Cette chronique est parue dans Le Figaro de ce samedi 5 février. Mathieu Bock-Côté y traite d’un sujet souvent évoqué dans JSF : la perversion des médias en vue du formatage de l’opinion. Phénomène qui n’est pas nouveau mais que la technologie moderne amplifie à l’infini. Il faudra de bien grands événements et un singulier effort concomitant de quelques-uns aussi bien que des Français eux-mêmes, pour briser le cours de cette servitude, consciente ou non. Avec Mathieu Bock-Côté, sur ce sujet, comme bien d’autres, nous sommes sur la même ligne.
« Quand les journalistes deviennent ventriloques et reformulent les propos de leurs invités, nous assistons à une falsification médiatique du réel. »
C’était mercredi soir, sur LCI, dans le cadre de l’émission « Mission convaincre », à laquelle Éric Zemmour était à son tour convié. On connaît le principe: des Français parlent à celui qui veut présider la France. Quand, soudain, la parole est passée à un intervenant, Lassana Bathily, qui a joué le rôle que l’on sait au moment de l’attentat contre l’Hyper casher, en 2015, ce qui lui a permis d’obtenir la nationalité française ensuite. Il est depuis devenu un symbole de courage civique. Mais, mercredi soir, la scène était embarrassante.
Après avoir été présenté de la manière la plus hagiographique qui soit par un journaliste qui prenait la peine d’ajouter que Bathily soupçonnait Zemmour de racisme, pour que tout le monde comprenne bien ce dont il était question, l’invité surprise a commencé à réciter, très péniblement, ce qui était manifestement un petit monologue préparé et qu’on devinait: Éric Zemmour est-il prêt à faire une place dans sa France aux Français musulmans ?
L’essentiel, pour une fois, ne se trouvait pas dans la réponse du candidat, mille fois entendue parce que la même question lui fut mille fois posée, à la manière d’un rituel censé nous rappeler sa vraie nature, réponse qu’on jugera convaincante ou non. Non, l’essentiel était dans la mise en scène de la question qui se dévoilait à l’écran. Car le journaliste ne semblait pas heureux de la manière dont les choses se déroulaient : la question de l’intervenant manquait de clarté, on ne comprenait pas trop ce que Lassana Bathily disait.

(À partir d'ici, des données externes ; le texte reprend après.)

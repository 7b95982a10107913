//! Lookup-table generation for the AVR wavetable synthesizer.
//!
//! The firmware plays notes by stepping through a small sine table at a rate
//! set by a 16-bit timer compare value. Both tables are computed here on the
//! host and emitted as C source so the firmware never touches floating point.

pub mod analysis;
pub mod generate;
pub mod math;
pub mod prelude;
pub mod render;
pub mod tables;
pub mod telemetry;

pub use generate::{generate, generate_named};
pub use prelude::{GeneratorError, GeneratorResult, TableConfig, TableKind};
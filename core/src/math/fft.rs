use num_complex::Complex32;
use rustfft::{num_traits::Zero, Fft, FftPlanner};

/// Helper that wraps the `rustfft` planner for one table length.
pub struct FftHelper {
    fft: std::sync::Arc<dyn Fft<f32>>,
    size: usize,
}

impl FftHelper {
    pub fn new(size: usize) -> Self {
        let mut planner = FftPlanner::new();
        let fft = planner.plan_fft_forward(size);
        Self { fft, size }
    }

    pub fn forward(&self, input: &[f32]) -> Vec<Complex32> {
        let mut buffer: Vec<Complex32> = input
            .iter()
            .map(|&value| Complex32::new(value, 0.0))
            .collect();
        buffer.resize(self.size, Complex32::zero());
        self.fft.process(&mut buffer);
        buffer
    }

    /// Magnitudes of bins `0..=size/2`, normalized so a pure cosine of
    /// amplitude `a` shows `a` in its bin and the DC bin holds the mean.
    pub fn magnitudes(&self, input: &[f32]) -> Vec<f32> {
        let n = self.size as f32;
        self.forward(input)
            .iter()
            .take(self.size / 2 + 1)
            .enumerate()
            .map(|(bin, c)| {
                let scale = if bin == 0 || 2 * bin == self.size {
                    n
                } else {
                    n / 2.0
                };
                c.norm() / scale
            })
            .collect()
    }
}

#[cfg(test)]
mod tests {
    use super::*;

    #[test]
    fn fft_helper_returns_same_length() {
        let helper = FftHelper::new(4);
        let output = helper.forward(&[1.0, 0.0, -1.0, 0.0]);
        assert_eq!(output.len(), 4);
    }

    #[test]
    fn magnitudes_separate_dc_and_fundamental() {
        let helper = FftHelper::new(4);
        let mags = helper.magnitudes(&[3.0, 2.0, 1.0, 2.0]);
        assert_eq!(mags.len(), 3);
        assert!((mags[0] - 2.0).abs() < 1e-6);
        assert!((mags[1] - 1.0).abs() < 1e-6);
        assert!(mags[2].abs() < 1e-6);
    }
}
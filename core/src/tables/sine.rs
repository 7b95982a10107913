use crate::prelude::{GeneratorResult, TableBuilder, TableConfig, TableKind};
use crate::telemetry::log::LogManager;
use serde::Serialize;
use std::f64::consts::PI;

/// One full sine cycle offset into `[0, max_sample]`.
#[derive(Debug, Clone, PartialEq, Serialize)]
pub struct SineTable {
    pub max_sample: u8,
    pub samples: Vec<u8>,
}

impl SineTable {
    /// Exact sample value before integer conversion.
    pub fn sample_value(index: usize, config: &TableConfig) -> f64 {
        let phase = (PI * 2.0 * index as f64) / config.n_samples as f64;
        (config.max_sample as f64 * (phase.sin() + 1.0)) / 2.0
    }

    /// Sample at `index` as stored. Values are truncated, so the zero
    /// crossing of a 31-step table lands on 15 rather than 16.
    pub fn sample(index: usize, config: &TableConfig) -> u8 {
        Self::sample_value(index, config).trunc() as u8
    }
}

impl TableBuilder for SineTable {
    const KIND: TableKind = TableKind::Sine;

    fn build(config: &TableConfig) -> GeneratorResult<Self> {
        config.validate()?;
        let logger = LogManager::new(Self::KIND);
        let samples: Vec<u8> = (0..config.n_samples)
            .map(|i| Self::sample(i, config))
            .collect();
        logger.detail(&format!(
            "{} samples, peak {}",
            samples.len(),
            config.max_sample
        ));
        Ok(Self {
            max_sample: config.max_sample,
            samples,
        })
    }

    fn len(&self) -> usize {
        self.samples.len()
    }
}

Et le journaliste a cherché alors à prendre les choses en main, pour qu’elles se passent comme elles devaient se passer selon lui. L’accusation devait être entendue, alors il la formulerait à la place de l’intervenant. Le journaliste a pratiqué un accouchement verbal assisté. Et d’un coup la mise en scène de la parole « authentique » se révélait au téléspectateur ordinaire, à la manière d’une « parole Potemkine ». Le journaliste est devenu ventriloque et a reformulé avec ardeur les propos de l’invité :
« En gros, ce que vous me disiez, est-ce que ça veut dire que moi, qui suis musulman, je ne suis pas digne d’être français ? ». Voilà ! C’était clair ! Lassana Bathily a alors entrepris de le redire avec ses mots sans y parvenir, puis le journaliste, tout sourire, a rejoint la caméra, heureux d’avoir pu faire poser sa question par son intermédiaire. Un peu plus et on croirait qu’il lui a mis les mots à la bouche. Chose certaine, il lui a tendu le micro dans cet esprit.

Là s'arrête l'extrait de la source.